> Requirement
Could you write out the data that follows, exactly and in full?

> Material for this exercise
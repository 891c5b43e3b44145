use axum::http::{header::AUTHORIZATION, HeaderMap};
use base64::{engine::general_purpose::STANDARD, Engine as _};
use thiserror::Error;

use super::password;
use crate::database::models::User;
use crate::database::{Store, StoreError};

/// Why a credential header was rejected. All three become the same 401 at
/// the boundary; the distinction is kept for logs and tests.
#[derive(Debug, Clone, Copy, PartialEq, Eq, Error)]
pub enum AuthFailure {
    #[error("missing or malformed credentials")]
    MalformedCredentials,

    #[error("no user with that email address")]
    UnknownIdentity,

    #[error("password does not match")]
    BadSecret,
}

#[derive(Debug, Error)]
pub enum CredentialError {
    #[error(transparent)]
    Rejected(#[from] AuthFailure),

    /// The lookup itself failed; this is not the caller's fault.
    #[error(transparent)]
    Store(#[from] StoreError),
}

/// The verified caller for one request. Built only by [`verify`] and never
/// stored anywhere beyond the request it was resolved for.
#[derive(Debug, Clone)]
pub struct AuthenticatedContext {
    user: User,
}

impl AuthenticatedContext {
    pub(crate) fn new(user: User) -> Self {
        Self { user }
    }

    pub fn user(&self) -> &User {
        &self.user
    }

    pub fn user_id(&self) -> i64 {
        self.user.id
    }
}

/// Email and password decoded from a Basic header.
#[derive(Debug, PartialEq, Eq)]
pub(crate) struct Credentials {
    pub email: String,
    pub password: String,
}

/// Decode `Authorization: Basic base64(email:password)`. The password may
/// itself contain colons; only the first one separates the fields.
pub(crate) fn parse_basic(headers: &HeaderMap) -> Result<Credentials, AuthFailure> {
    let header = headers
        .get(AUTHORIZATION)
        .ok_or(AuthFailure::MalformedCredentials)?
        .to_str()
        .map_err(|_| AuthFailure::MalformedCredentials)?;

    let (scheme, encoded) = header
        .trim()
        .split_once(' ')
        .ok_or(AuthFailure::MalformedCredentials)?;
    if !scheme.eq_ignore_ascii_case("basic") {
        return Err(AuthFailure::MalformedCredentials);
    }

    let decoded = STANDARD
        .decode(encoded.trim())
        .map_err(|_| AuthFailure::MalformedCredentials)?;
    let decoded = String::from_utf8(decoded).map_err(|_| AuthFailure::MalformedCredentials)?;

    match decoded.split_once(':') {
        Some((email, password)) if !email.is_empty() => Ok(Credentials {
            email: email.to_string(),
            password: password.to_string(),
        }),
        _ => Err(AuthFailure::MalformedCredentials),
    }
}

/// Resolve the caller from the request headers.
pub async fn verify(
    store: &dyn Store,
    headers: &HeaderMap,
) -> Result<AuthenticatedContext, CredentialError> {
    let credentials = parse_basic(headers)?;

    let Some(identity) = store.find_user_by_email(&credentials.email).await? else {
        password::burn_verification(credentials.password).await;
        return Err(AuthFailure::UnknownIdentity.into());
    };

    let matched = password::spawn_verify(credentials.password, identity.password_hash)
        .await
        .map_err(StoreError::from)?;
    if !matched {
        return Err(AuthFailure::BadSecret.into());
    }

    Ok(AuthenticatedContext::new(identity.user))
}

#[cfg(test)]
mod tests {
    use super::*;
    use crate::testing::{basic_auth, TestContext};
    use axum::http::HeaderValue;

    fn headers_with(value: &str) -> HeaderMap {
        let mut headers = HeaderMap::new();
        headers.insert(AUTHORIZATION, HeaderValue::from_str(value).unwrap());
        headers
    }

    #[test]
    fn parses_basic_header() {
        let creds = parse_basic(&headers_with(&basic_auth("joe@smith.com", "pa:ss"))).unwrap();
        assert_eq!(
            creds,
            Credentials {
                email: "joe@smith.com".to_string(),
                password: "pa:ss".to_string(),
            }
        );
    }

    #[test]
    fn rejects_malformed_headers() {
        let no_colon = format!("Basic {}", STANDARD.encode("joe@smith.com"));
        let no_email = format!("Basic {}", STANDARD.encode(":password"));
        let not_utf8 = format!("Basic {}", STANDARD.encode([0xff, 0xfe, b':', b'x']));
        for value in [
            "",
            "Basic",
            "Bearer abc.def.ghi",
            "Basic not*base64",
            no_colon.as_str(),
            no_email.as_str(),
            not_utf8.as_str(),
        ] {
            assert_eq!(
                parse_basic(&headers_with(value)),
                Err(AuthFailure::MalformedCredentials),
                "header {:?}",
                value
            );
        }
        assert_eq!(
            parse_basic(&HeaderMap::new()),
            Err(AuthFailure::MalformedCredentials)
        );
    }

    #[tokio::test]
    async fn verify_distinguishes_failure_reasons() {
        let ctx = TestContext::new().await;
        let joe = ctx.create_user("Joe", "joe@smith.com", "joepassword").await;

        let ok = verify(ctx.store(), &headers_with(&basic_auth("JOE@smith.com", "joepassword")))
            .await
            .unwrap();
        assert_eq!(ok.user(), &joe);

        let unknown = verify(ctx.store(), &headers_with(&basic_auth("ann@smith.com", "x"))).await;
        assert!(matches!(
            unknown,
            Err(CredentialError::Rejected(AuthFailure::UnknownIdentity))
        ));

        let bad = verify(ctx.store(), &headers_with(&basic_auth("joe@smith.com", "wrong"))).await;
        assert!(matches!(
            bad,
            Err(CredentialError::Rejected(AuthFailure::BadSecret))
        ));
    }
}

> Written answer
repository 891c5b43e3b44145
use axum::http::{header::AUTHORIZATION, HeaderMap};
use base64::{engine::general_purpose::STANDARD, Engine as _};
use thiserror::Error;

use super::password;
use crate::database::models::User;
use crate::database::{Store, StoreError};

/// Why a credential header was rejected. All three become the same 401 at
/// the boundary; the distinction is kept for logs and tests.
#[derive(Debug, Clone, Copy, PartialEq, Eq, Error)]
pub enum AuthFailure {
    #[error("missing or malformed credentials")]
    MalformedCredentials,

    #[error("no user with that email address")]
    UnknownIdentity,

    #[error("password does not match")]
    BadSecret,
}

#[derive(Debug, Error)]
pub enum CredentialError {
    #[error(transparent)]
    Rejected(#[from] AuthFailure),

    /// The lookup itself failed; this is not the caller's fault.
    #[error(transparent)]
    Store(#[from] StoreError),
}

/// The verified caller for one request. Built only by [`verify`] and never
/// stored anywhere beyond the request it was resolved for.
#[derive(Debug, Clone)]
pub struct AuthenticatedContext {
    user: User,
}

impl AuthenticatedContext {
    pub(crate) fn new(user: User) -> Self {
        Self { user }
    }

    pub fn user(&self) -> &User {
        &self.user
    }

    pub fn user_id(&self) -> i64 {
        self.user.id
    }
}

/// Email and password decoded from a Basic header.
#[derive(Debug, PartialEq, Eq)]
pub(crate) struct Credentials {
    pub email: String,
    pub password: String,
}

/// Decode `Authorization: Basic base64(email:password)`. The password may
/// itself contain colons; only the first one separates the fields.
pub(crate) fn parse_basic(headers: &HeaderMap) -> Result<Credentials, AuthFailure> {
    let header = headers
        .get(AUTHORIZATION)
        .ok_or(AuthFailure::MalformedCredentials)?
        .to_str()
        .map_err(|_| AuthFailure::MalformedCredentials)?;

    let (scheme, encoded) = header
        .trim()
        .split_once(' ')
        .ok_or(AuthFailure::MalformedCredentials)?;
    if !scheme.eq_ignore_ascii_case("basic") {
        return Err(AuthFailure::MalformedCredentials);
    }

    let decoded = STANDARD
        .decode(encoded.trim())
        .map_err(|_| AuthFailure::MalformedCredentials)?;
    let decoded = String::from_utf8(decoded).map_err(|_| AuthFailure::MalformedCredentials)?;

    match decoded.split_once(':') {
        Some((email, password)) if !email.is_empty() => Ok(Credentials {
            email: email.to_string(),
            password: password.to_string(),
        }),
        _ => Err(AuthFailure::MalformedCredentials),
    }
}

/// Resolve the caller from the request headers.
pub async fn verify(
    store: &dyn Store,
    headers: &HeaderMap,
) -> Result<AuthenticatedContext, CredentialError> {
    let credentials = parse_basic(headers)?;

    let Some(identity) = store.find_user_by_email(&credentials.email).await? else {
        password::burn_verification(credentials.password).await;
        return Err(AuthFailure::UnknownIdentity.into());
    };

    let matched = password::spawn_verify(credentials.password, identity.password_hash)
        .await
        .map_err(StoreError::from)?;
    if !matched {
        return Err(AuthFailure::BadSecret.into());
    }

    Ok(AuthenticatedContext::new(identity.user))
}

#[cfg(test)]
mod tests {
    use super::*;
    use crate::testing::{basic_auth, TestContext};
    use axum::http::HeaderValue;

    fn headers_with(value: &str) -> HeaderMap {
        let mut headers = HeaderMap::new();
        headers.insert(AUTHORIZATION, HeaderValue::from_str(value).unwrap());
        headers
    }

    #[test]
    fn parses_basic_header() {
        let creds = parse_basic(&headers_with(&basic_auth("joe@smith.com", "pa:ss"))).unwrap();
        assert_eq!(
            creds,
            Credentials {
                email: "joe@smith.com".to_string(),
                password: "pa:ss".to_string(),
            }
        );
    }

    #[test]
    fn rejects_malformed_headers() {
        let no_colon = format!("Basic {}", STANDARD.encode("joe@smith.com"));
        let no_email = format!("Basic {}", STANDARD.encode(":password"));
        let not_utf8 = format!("Basic {}", STANDARD.encode([0xff, 0xfe, b':', b'x']));
        for value in [
            "",
            "Basic",
            "Bearer abc.def.ghi",
            "Basic not*base64",
            no_colon.as_str(),
            no_email.as_str(),
            not_utf8.as_str(),
        ] {
            assert_eq!(
                parse_basic(&headers_with(value)),
                Err(AuthFailure::MalformedCredentials),
                "header {:?}",
                value
            );
        }
        assert_eq!(
            parse_basic(&HeaderMap::new()),
            Err(AuthFailure::MalformedCredentials)
        );
    }

    #[tokio::test]
    async fn verify_distinguishes_failure_reasons() {
        let ctx = TestContext::new().await;
        let joe = ctx.create_user("Joe", "joe@smith.com", "joepassword").await;

        let ok = verify(ctx.store(), &headers_with(&basic_auth("JOE@smith.com", "joepassword")))
            .await
            .unwrap();
        assert_eq!(ok.user(), &joe);

        let unknown = verify(ctx.store(), &headers_with(&basic_auth("ann@smith.com", "x"))).await;
        assert!(matches!(
            unknown,
            Err(CredentialError::Rejected(AuthFailure::UnknownIdentity))
        ));

        let bad = verify(ctx.store(), &headers_with(&basic_auth("joe@smith.com", "wrong"))).await;
        assert!(matches!(
            bad,
            Err(CredentialError::Rejected(AuthFailure::BadSecret))
        ));
    }
}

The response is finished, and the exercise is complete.